Source data
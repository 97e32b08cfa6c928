use std::{collections::BTreeMap, sync::Arc};

use async_trait::async_trait;
use guardian_core::GuardianSet;
use parking_lot::RwLock;

use crate::GuardianSetEntry;

/// Durable cache of guardian sets, keyed by guardian set index.
#[async_trait]
pub trait GuardianSetStore: Send + Sync {
    /// Every stored guardian set, in any order.
    async fn find_all_guardian_sets(&self) -> anyhow::Result<Vec<GuardianSetEntry>>;

    /// Stores `set`, replacing whatever was stored under the same index.
    async fn upsert_guardian_set(
        &self,
        set: &GuardianSet,
        expiration: Option<u64>,
    ) -> anyhow::Result<()>;
}

/// A [`GuardianSetStore`] that lives in memory. Clones share the same sets.
#[derive(Debug, Default, Clone)]
pub struct MemoryGuardianSetStore {
    sets: Arc<RwLock<BTreeMap<u32, GuardianSetEntry>>>,
}

impl MemoryGuardianSetStore {
    pub fn new() -> Self {
        Self::default()
    }

    pub fn len(&self) -> usize {
        self.sets.read().len()
    }

    pub fn is_empty(&self) -> bool {
        self.sets.read().is_empty()
    }

    pub fn get(&self, index: u32) -> Option<GuardianSetEntry> {
        self.sets.read().get(&index).cloned()
    }
}

#[async_trait]
impl GuardianSetStore for MemoryGuardianSetStore {
    async fn find_all_guardian_sets(&self) -> anyhow::Result<Vec<GuardianSetEntry>> {
        Ok(self.sets.read().values().cloned().collect())
    }

    async fn upsert_guardian_set(
        &self,
        set: &GuardianSet,
        expiration: Option<u64>,
    ) -> anyhow::Result<()> {
        let entry = GuardianSetEntry {
            set: set.clone(),
            expiration,
        };
        let _ = self.sets.write().insert(set.index(), entry);
        Ok(())
    }
}
use std::{fmt, str::FromStr};

use serde::{Deserialize, Serialize};
use thiserror::Error;

use crate::{Address, Chain, GuardianAddress};

/// Identifies a message by its emitter and sequence. Rendered as
/// `<chain id>/<emitter address hex>/<sequence>`, the form guardians gossip it in.
#[derive(Serialize, Deserialize, Debug, Clone, Copy, PartialEq, Eq, PartialOrd, Ord, Hash)]
pub struct MessageId {
    pub emitter_chain: Chain,
    pub emitter_address: Address,
    pub sequence: u64,
}

impl fmt::Display for MessageId {
    fn fmt(&self, f: &mut fmt::Formatter<'_>) -> fmt::Result {
        write!(
            f,
            "{}/{}/{}",
            u16::from(self.emitter_chain),
            self.emitter_address,
            self.sequence
        )
    }
}

#[derive(Debug, Error, PartialEq, Eq)]
#[error("invalid message id: {0}")]
pub struct InvalidMessageId(String);

impl FromStr for MessageId {
    type Err = InvalidMessageId;

    fn from_str(s: &str) -> Result<Self, Self::Err> {
        let err = || InvalidMessageId(s.into());

        let mut parts = s.split('/');
        let (Some(chain), Some(emitter), Some(sequence), None) =
            (parts.next(), parts.next(), parts.next(), parts.next())
        else {
            return Err(err());
        };

        let chain = chain.parse::<u16>().map_err(|_| err())?;
        let mut emitter_address = [0u8; 32];
        hex::decode_to_slice(emitter, &mut emitter_address).map_err(|_| err())?;
        let sequence = sequence.parse().map_err(|_| err())?;

        Ok(MessageId {
            emitter_chain: Chain::from(chain),
            emitter_address: Address(emitter_address),
            sequence,
        })
    }
}

/// A single guardian's signature over the digest of a message it observed, gossiped before the
/// network reaches consensus. Unlike a VAA it names no guardian set, so it is checked against
/// whichever set is live when it arrives.
#[derive(Serialize, Deserialize, Debug, Clone, PartialEq, Eq, Hash)]
pub struct SignedObservation {
    pub message_id: MessageId,
    /// The guardian claiming to have produced `signature`.
    pub claimed_address: GuardianAddress,
    /// Digest of the observed message. Signed as is.
    pub hash: [u8; 32],
    #[serde(with = "crate::serde_array")]
    pub signature: [u8; 65],
    /// Hash of the source transaction, encoding is chain specific.
    pub tx_hash: Vec<u8>,
}
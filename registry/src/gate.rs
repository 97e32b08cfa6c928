use std::{collections::BTreeMap, sync::Arc};

use guardian_core::{verify_observation, verify_vaa, Rejection, SignedObservation, Vaa};
use log::{debug, error};
use serde::Serialize;

use crate::{Alerter, SharedGuardianSets, UNKNOWN_GUARDIAN_SET_ALERT};

/// Runs inbound messages through the verification gate against the shared guardian sets, raising
/// an alert whenever a VAA names a guardian set this node has never seen.
pub struct Gatekeeper<A> {
    guardian_sets: Arc<SharedGuardianSets>,
    alerter: A,
}

impl<A: Alerter> Gatekeeper<A> {
    pub fn new(guardian_sets: Arc<SharedGuardianSets>, alerter: A) -> Self {
        Gatekeeper {
            guardian_sets,
            alerter,
        }
    }

    pub fn guardian_sets(&self) -> &Arc<SharedGuardianSets> {
        &self.guardian_sets
    }

    pub fn verify_vaa<P: Serialize>(&self, vaa: &Vaa<P>) -> Result<(), Rejection> {
        let snapshot = self.guardian_sets.snapshot();

        let res = verify_vaa(snapshot.history(), vaa);
        match &res {
            Err(Rejection::UnknownGuardianSet { index, known }) => {
                let context = BTreeMap::from([
                    ("guardian_set_index".to_string(), index.to_string()),
                    ("known_guardian_sets".to_string(), known.to_string()),
                    (
                        "emitter_chain".to_string(),
                        u16::from(vaa.emitter_chain).to_string(),
                    ),
                    (
                        "emitter_address".to_string(),
                        vaa.emitter_address.to_string(),
                    ),
                    ("sequence".to_string(), vaa.sequence.to_string()),
                ]);
                if let Err(e) = self.alerter.send_alert(UNKNOWN_GUARDIAN_SET_ALERT, &context) {
                    error!("failed to send {UNKNOWN_GUARDIAN_SET_ALERT} alert: {e:#}");
                }
            }
            Err(e) => debug!(
                "rejected VAA {}/{}/{}: {e}",
                u16::from(vaa.emitter_chain),
                vaa.emitter_address,
                vaa.sequence
            ),
            Ok(()) => {}
        }

        res
    }

    /// Checks `observation` against the guardian set that is live right now.
    pub fn verify_observation(&self, observation: &SignedObservation) -> Result<(), Rejection> {
        let live = self.guardian_sets.live();

        verify_observation(&live, observation).map_err(|e| {
            debug!(
                "rejected observation {} from {}: {e}",
                observation.message_id, observation.claimed_address
            );
            e
        })
    }
}
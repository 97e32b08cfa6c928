use guardian_core::{GuardianSet, GuardianSetError, GuardianSetHistory, HistoryError};
use log::{debug, info, warn};
use thiserror::Error;

use crate::{
    ChainConnector, GuardianSetEntry, GuardianSetSource, GuardianSetStore, ManualSource, Network,
    OnChainSource, PersistedSource, SourceError,
};

#[derive(Debug, Error)]
pub enum LoadError {
    #[error("failed to read the highest stored guardian set")]
    Persisted(#[source] SourceError),
    #[error("failed to read the current on-chain guardian set index")]
    OnChain(#[source] SourceError),
    #[error("failed to look up guardian set {index}")]
    Lookup {
        index: u32,
        #[source]
        source: SourceError,
    },
    #[error("guardian set {0} is not available from any source")]
    MissingGuardianSet(u32),
    #[error("failed to store guardian set {index}")]
    Persist {
        index: u32,
        #[source]
        source: anyhow::Error,
    },
    #[error("guardian set history is inconsistent")]
    History(#[from] HistoryError),
}

/// Answers guardian set lookups from the manual table, the local store and the chain, in that
/// order of precedence.
#[derive(Debug)]
pub struct CompositeResolver<C, S> {
    manual: ManualSource,
    persisted: PersistedSource<S>,
    on_chain: OnChainSource<C>,
}

impl<C, S> CompositeResolver<C, S>
where
    C: ChainConnector,
    S: GuardianSetStore,
{
    /// A resolver using the compiled-in guardian sets for `network`.
    pub fn new(network: Network, connector: C, store: S) -> Result<Self, GuardianSetError> {
        Ok(Self::from_sources(
            ManualSource::for_network(network)?,
            PersistedSource::new(store),
            OnChainSource::new(connector),
        ))
    }

    pub fn from_sources(
        manual: ManualSource,
        persisted: PersistedSource<S>,
        on_chain: OnChainSource<C>,
    ) -> Self {
        CompositeResolver {
            manual,
            persisted,
            on_chain,
        }
    }

    pub fn on_chain(&self) -> &OnChainSource<C> {
        &self.on_chain
    }

    pub fn persisted(&self) -> &PersistedSource<S> {
        &self.persisted
    }

    /// Brings the store up to date with the chain and returns every guardian set from 0 up to
    /// the current on-chain index.
    ///
    /// Sets missing from the store are taken from the manual table if present, otherwise from
    /// the chain, and written back before the history is assembled.
    pub async fn load(&self) -> Result<GuardianSetHistory, LoadError> {
        let first = match self.persisted.current_index().await {
            Ok(index) => index.saturating_add(1),
            Err(SourceError::NotFound) => 0,
            Err(e) => return Err(LoadError::Persisted(e)),
        };
        let last = self
            .on_chain
            .current_index()
            .await
            .map_err(LoadError::OnChain)?;

        if first <= last {
            info!("storing guardian sets {first} through {last}");
        }

        for index in first..=last {
            let entry = match self.manual.lookup(index) {
                Some(entry) => entry.clone(),
                None => self
                    .on_chain
                    .get(index)
                    .await
                    .map_err(|source| LoadError::Lookup { index, source })?
                    .ok_or(LoadError::MissingGuardianSet(index))?,
            };

            self.persisted
                .upsert(&entry.set, entry.expiration)
                .await
                .map_err(|source| LoadError::Persist { index, source })?;
            debug!("stored guardian set {index}");
        }

        let mut history = GuardianSetHistory::new();
        for index in 0..=last {
            let entry = self
                .get_guardian_set(index)
                .await
                .map_err(|source| LoadError::Lookup { index, source })?
                .ok_or(LoadError::MissingGuardianSet(index))?;
            history.push(entry.set, entry.expiration)?;
        }

        info!("loaded {} guardian sets, live set is {last}", history.len());
        Ok(history)
    }

    /// Looks up guardian set `index`, trying the manual table, then the store, then the chain.
    ///
    /// A store that cannot be read is skipped so the chain still gets a chance to answer.
    pub async fn get_guardian_set(
        &self,
        index: u32,
    ) -> Result<Option<GuardianSetEntry>, SourceError> {
        if let Some(entry) = self.manual.lookup(index) {
            return Ok(Some(entry.clone()));
        }

        match self.persisted.get(index).await {
            Ok(Some(entry)) => return Ok(Some(entry)),
            Ok(None) => {}
            Err(e) => warn!(
                "skipping stored guardian set {index}: {:#}",
                anyhow::Error::from(e)
            ),
        }

        self.on_chain.get(index).await
    }

    pub async fn add_guardian_set(
        &self,
        set: &GuardianSet,
        expiration: Option<u64>,
    ) -> anyhow::Result<()> {
        self.persisted.upsert(set, expiration).await
    }
}
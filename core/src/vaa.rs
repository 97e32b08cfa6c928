//! VAA's represent a collection of guardian signatures combined with a message and its metadata.
//! A VAA is only trustworthy when a quorum of the guardian set named in its header signed the
//! digest of its body.
//!
//! The types here mirror the Wormhole wire format so that `serde_wormhole` can decode a VAA from
//! the bytes delivered over gossip and re-encode its body to compute the signed digest.

use std::io::{self, Write};

use serde::{Deserialize, Serialize};
use sha3::Digest as Sha3Digest;

use crate::{Address, Chain};

/// A guardian signature prefixed with the signer's position in the guardian set.
#[derive(Serialize, Deserialize, Debug, Clone, Copy, PartialEq, Eq, PartialOrd, Ord, Hash)]
pub struct Signature {
    pub index: u8,
    #[serde(with = "crate::serde_array")]
    pub signature: [u8; 65],
}

impl Default for Signature {
    fn default() -> Self {
        Self {
            index: 0,
            signature: [0; 65],
        }
    }
}

/// The core VAA itself. The generic parameter `P` is the payload, which this crate never
/// interprets; `&serde_wormhole::RawMessage` keeps it as raw bytes.
#[derive(Serialize, Deserialize, Debug, Default, Clone, PartialEq, Eq, PartialOrd, Ord, Hash)]
pub struct Vaa<P> {
    // Fields are duplicated from `Header` and `Body` rather than flattened, since flattening
    // makes serde treat the struct as a map and the wire format has no field names.
    pub version: u8,
    pub guardian_set_index: u32,
    pub signatures: Vec<Signature>,
    pub timestamp: u32,
    pub nonce: u32,
    pub emitter_chain: Chain,
    pub emitter_address: Address,
    pub sequence: u64,
    pub consistency_level: u8,
    pub payload: P,
}

/// The header for a VAA.
#[derive(Serialize, Deserialize, Debug, Default, Clone, PartialEq, Eq, PartialOrd, Ord, Hash)]
pub struct Header {
    pub version: u8,
    pub guardian_set_index: u32,
    pub signatures: Vec<Signature>,
}

/// The body for a VAA. This is the part guardians sign.
#[derive(Serialize, Deserialize, Debug, Default, Clone, PartialEq, Eq, PartialOrd, Ord, Hash)]
pub struct Body<P> {
    /// Seconds since UNIX epoch.
    pub timestamp: u32,
    pub nonce: u32,
    pub emitter_chain: Chain,
    pub emitter_address: Address,
    pub sequence: u64,
    pub consistency_level: u8,
    pub payload: P,
}

/// Digest data for the Body.
#[derive(Debug, Default, Clone, Copy, PartialEq, Eq, PartialOrd, Ord, Hash)]
pub struct Digest {
    /// Keccak256 of the serialized body. This is the hash that identifies a VAA everywhere in
    /// Wormhole.
    pub hash: [u8; 32],

    /// Keccak256 of `hash`. secp256k1 signing hashes its input first, so guardians signing `hash`
    /// actually sign this value and signature recovery has to be fed it.
    pub secp256k_hash: [u8; 32],
}

/// Calculates the digest of an already serialized VAA body.
pub fn digest(body: &[u8]) -> io::Result<Digest> {
    let hash: [u8; 32] = {
        let mut h = sha3::Keccak256::default();
        h.write_all(body)?;
        h.finalize().into()
    };

    Ok(Digest {
        hash,
        secp256k_hash: sha3::Keccak256::digest(hash).into(),
    })
}

impl<P> Vaa<P> {
    pub fn header(&self) -> Header {
        Header {
            version: self.version,
            guardian_set_index: self.guardian_set_index,
            signatures: self.signatures.clone(),
        }
    }

    /// Borrowing view of the signed part of this VAA.
    pub fn body(&self) -> Body<&P> {
        Body {
            timestamp: self.timestamp,
            nonce: self.nonce,
            emitter_chain: self.emitter_chain,
            emitter_address: self.emitter_address,
            sequence: self.sequence,
            consistency_level: self.consistency_level,
            payload: &self.payload,
        }
    }
}

impl<P: Serialize> Vaa<P> {
    pub fn digest(&self) -> Result<Digest, serde_wormhole::Error> {
        self.body().digest()
    }
}

impl<P> From<Vaa<P>> for (Header, Body<P>) {
    fn from(v: Vaa<P>) -> Self {
        (
            Header {
                version: v.version,
                guardian_set_index: v.guardian_set_index,
                signatures: v.signatures,
            },
            Body {
                timestamp: v.timestamp,
                nonce: v.nonce,
                emitter_chain: v.emitter_chain,
                emitter_address: v.emitter_address,
                sequence: v.sequence,
                consistency_level: v.consistency_level,
                payload: v.payload,
            },
        )
    }
}

impl<P> From<(Header, Body<P>)> for Vaa<P> {
    fn from((hdr, body): (Header, Body<P>)) -> Self {
        Vaa {
            version: hdr.version,
            guardian_set_index: hdr.guardian_set_index,
            signatures: hdr.signatures,
            timestamp: body.timestamp,
            nonce: body.nonce,
            emitter_chain: body.emitter_chain,
            emitter_address: body.emitter_address,
            sequence: body.sequence,
            consistency_level: body.consistency_level,
            payload: body.payload,
        }
    }
}

impl<P: Serialize> Body<P> {
    /// Serializes the body to the wire format and hashes it, see [`Digest`].
    pub fn digest(&self) -> Result<Digest, serde_wormhole::Error> {
        let data = serde_wormhole::to_vec(self)?;

        // Hashing a Vec can't fail.
        Ok(digest(&data).unwrap_or_default())
    }
}

#[cfg(test)]
mod test {
    use serde_wormhole::RawMessage;

    use super::*;

    fn body() -> Body<&'static str> {
        Body {
            timestamp: 1_656_354_705,
            nonce: 0,
            emitter_chain: Chain::Ethereum,
            emitter_address: Address(hex_literal::hex!(
                "000000000000000000000000f19a2a01b70519f67adb309a994ec8c69a967e8b"
            )),
            sequence: 0,
            consistency_level: 1,
            payload: "From: evm0\\nMsg: Hello World!",
        }
    }

    #[test]
    fn digest_from_raw_parts() {
        let body = body();
        let d1 = body.digest().unwrap();

        let data = serde_wormhole::to_vec(&body).unwrap();
        let d2 = digest(&data).unwrap();
        assert_eq!(d1, d2);

        // Deferring payload parsing must not change what was signed.
        let partial = serde_wormhole::from_slice::<Body<&RawMessage>>(&data).unwrap();
        assert_eq!(d1, partial.digest().unwrap());
    }

    #[test]
    fn stable_digest() {
        // Governance body registering an Ethereum emitter, as signed by the mainnet guardians.
        let data = hex_literal::hex!(
            "000000010000000100010000000000000000000000000000000000000000000000000000000000000004"
            "0000000003b456b800000000000000000000000000000000000000000000546f6b656e42726964676501"
            "000000020000000000000000000000000290fb167208af455bb137780163b7b7a9a10c16"
        );
        let expected = hex_literal::hex!(
            "05d1fcc531746c7efd7feea20a81d2799f777f302b8a6a6424b81209dc3f511f"
        );

        assert_eq!(expected, digest(&data).unwrap().secp256k_hash);
    }

    #[test]
    fn split_and_join() {
        let vaa = Vaa {
            version: 1,
            guardian_set_index: 3,
            signatures: vec![Signature {
                index: 2,
                signature: [5; 65],
            }],
            timestamp: 10,
            nonce: 11,
            emitter_chain: Chain::Solana,
            emitter_address: Address([4; 32]),
            sequence: 12,
            consistency_level: 32,
            payload: vec![1u8, 2, 3],
        };

        assert_eq!(vaa.header().guardian_set_index, 3);
        assert_eq!(vaa.body().sequence, 12);

        let (header, body): (Header, Body<Vec<u8>>) = vaa.clone().into();
        assert_eq!(vaa.digest().unwrap(), body.digest().unwrap());
        assert_eq!(vaa, Vaa::from((header, body)));
    }

    #[test]
    fn wire_round_trip() {
        let payload = [0xde, 0xad, 0xbe, 0xef];
        let vaa = Vaa {
            version: 1,
            guardian_set_index: 0,
            signatures: vec![Signature {
                index: 0,
                signature: [9; 65],
            }],
            timestamp: 1,
            nonce: 2,
            emitter_chain: Chain::Ethereum,
            emitter_address: Address([1; 32]),
            sequence: 3,
            consistency_level: 1,
            payload: RawMessage::new(&payload),
        };

        let buf = serde_wormhole::to_vec(&vaa).unwrap();
        // version + index + count + one signature + fixed body fields + payload.
        assert_eq!(1 + 4 + 1 + 66 + 51 + payload.len(), buf.len());
        assert_eq!(&payload, &buf[buf.len() - 4..]);
        assert_eq!(vaa, serde_wormhole::from_slice(&buf).unwrap());
    }
}
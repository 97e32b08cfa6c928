//! The verification gate. Every VAA and every signed observation has to pass one of these checks
//! before anything downstream trusts, stores or forwards it.
//!
//! Both checks are pure: they take an immutable snapshot of the guardian sets and the message and
//! do nothing but signature recovery.

use serde::Serialize;
use thiserror::Error;

use crate::{recover_address, GuardianSet, GuardianSetHistory, SignedObservation, Vaa};

/// Why a message was not accepted. These are ordinary outcomes, the caller drops the message.
#[derive(Debug, Error, Clone, PartialEq, Eq)]
pub enum Rejection {
    /// The VAA names a guardian set beyond the local history. Either the index is forged or this
    /// node has fallen behind a rotation, both need someone to look at it.
    #[error("unknown guardian set {index}, {known} sets are known")]
    UnknownGuardianSet { index: u32, known: usize },
    #[error("signatures are not in strictly ascending guardian order")]
    UnorderedSignatures,
    #[error("unable to encode VAA body: {0}")]
    MalformedBody(String),
    #[error("{valid} valid signatures, {required} required")]
    InsufficientSignatures { valid: usize, required: usize },
    #[error("signature was not produced by the claimed guardian")]
    AddressMismatch,
    #[error("signer is not a member of the current guardian set")]
    UnknownSigner,
}

/// Checks that a quorum of the guardian set named by `vaa.guardian_set_index` signed the body of
/// `vaa`.
///
/// Signatures must be strictly ascending by guardian index, which rules out counting one guardian
/// twice. A signature that fails to decode, names a guardian outside the set or recovers to the
/// wrong key is simply not counted.
pub fn verify_vaa<P: Serialize>(
    history: &GuardianSetHistory,
    vaa: &Vaa<P>,
) -> Result<(), Rejection> {
    let set = history
        .get(vaa.guardian_set_index)
        .ok_or(Rejection::UnknownGuardianSet {
            index: vaa.guardian_set_index,
            known: history.len(),
        })?;

    let ordered = vaa.signatures.windows(2).all(|w| w[0].index < w[1].index);
    if !ordered {
        return Err(Rejection::UnorderedSignatures);
    }

    let digest = vaa
        .digest()
        .map_err(|e| Rejection::MalformedBody(e.to_string()))?;

    let valid = vaa
        .signatures
        .iter()
        .filter(|s| {
            let Some(key) = set.key(s.index) else {
                return false;
            };
            recover_address(&digest.secp256k_hash, &s.signature)
                .map(|addr| addr == *key)
                .unwrap_or(false)
        })
        .count();

    let required = set.quorum();
    if valid < required {
        return Err(Rejection::InsufficientSignatures { valid, required });
    }

    Ok(())
}

/// Checks that `observation` was signed by the guardian it claims and that this guardian belongs
/// to the live guardian set.
pub fn verify_observation(
    live: &GuardianSet,
    observation: &SignedObservation,
) -> Result<(), Rejection> {
    let signer = recover_address(&observation.hash, &observation.signature)
        .map_err(|_| Rejection::AddressMismatch)?;

    if signer != observation.claimed_address {
        return Err(Rejection::AddressMismatch);
    }

    if !live.contains(&signer) {
        return Err(Rejection::UnknownSigner);
    }

    Ok(())
}
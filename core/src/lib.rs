//! The `guardian_core` crate provides the pure primitives for tracking Wormhole guardian sets and
//! checking the signatures they produce.
//!
//! It includes:
//!
//! - Data types for guardian addresses, guardian sets and the dense history of every set seen.
//! - The VAA and signed observation types along with the digest guardians sign.
//! - The verification gate every inbound message has to pass before it is trusted.
//!
//! Nothing in this crate performs I/O. Fetching and synchronizing guardian sets lives in the
//! `guardian_registry` crate.

use std::{fmt, str::FromStr};

use serde::{Deserialize, Serialize};
use thiserror::Error;

mod crypto;
#[cfg(any(test, feature = "fake"))]
pub mod fake;
mod guardian_set;
mod observation;
mod serde_array;
pub mod vaa;
mod verify;

pub use wormhole_supported_chains::Chain;
pub use {
    crypto::recover_address,
    guardian_set::{GuardianSet, GuardianSetError, GuardianSetHistory, HistoryError},
    observation::{InvalidMessageId, MessageId, SignedObservation},
    vaa::{Signature, Vaa},
    verify::{verify_observation, verify_vaa, Rejection},
};

/// Largest number of guardians a set may hold. Signatures address guardians with a single byte.
pub const MAX_GUARDIANS: usize = 256;

/// The address of a guardian: the last 20 bytes of the Keccak256 hash of its uncompressed
/// secp256k1 public key, the same derivation Ethereum uses for account addresses.
#[derive(
    Serialize, Deserialize, Debug, Default, Clone, Copy, PartialEq, Eq, PartialOrd, Ord, Hash,
)]
pub struct GuardianAddress(pub [u8; 20]);

impl fmt::Display for GuardianAddress {
    fn fmt(&self, f: &mut fmt::Formatter<'_>) -> fmt::Result {
        write!(f, "0x{}", hex::encode(self.0))
    }
}

#[derive(Debug, Error, PartialEq, Eq)]
#[error("invalid guardian address: {0}")]
pub struct InvalidAddress(String);

impl FromStr for GuardianAddress {
    type Err = InvalidAddress;

    fn from_str(s: &str) -> Result<Self, Self::Err> {
        let digits = s.strip_prefix("0x").unwrap_or(s);
        let mut addr = [0u8; 20];
        hex::decode_to_slice(digits, &mut addr).map_err(|_| InvalidAddress(s.into()))?;
        Ok(GuardianAddress(addr))
    }
}

/// Wormhole specifies emitter addresses as 32 bytes. Addresses that are shorter, for example 20
/// byte Ethereum addresses, are left zero padded to 32.
#[derive(
    Serialize, Deserialize, Debug, Default, Clone, Copy, PartialEq, Eq, PartialOrd, Ord, Hash,
)]
pub struct Address(pub [u8; 32]);

impl fmt::Display for Address {
    fn fmt(&self, f: &mut fmt::Formatter<'_>) -> fmt::Result {
        f.write_str(&hex::encode(self.0))
    }
}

HOW TO COMPLETE THIS TASK
Lines above with the word "OnChainSource" should be counted, and the reply is that count alone.

SOLUTION BELOW
5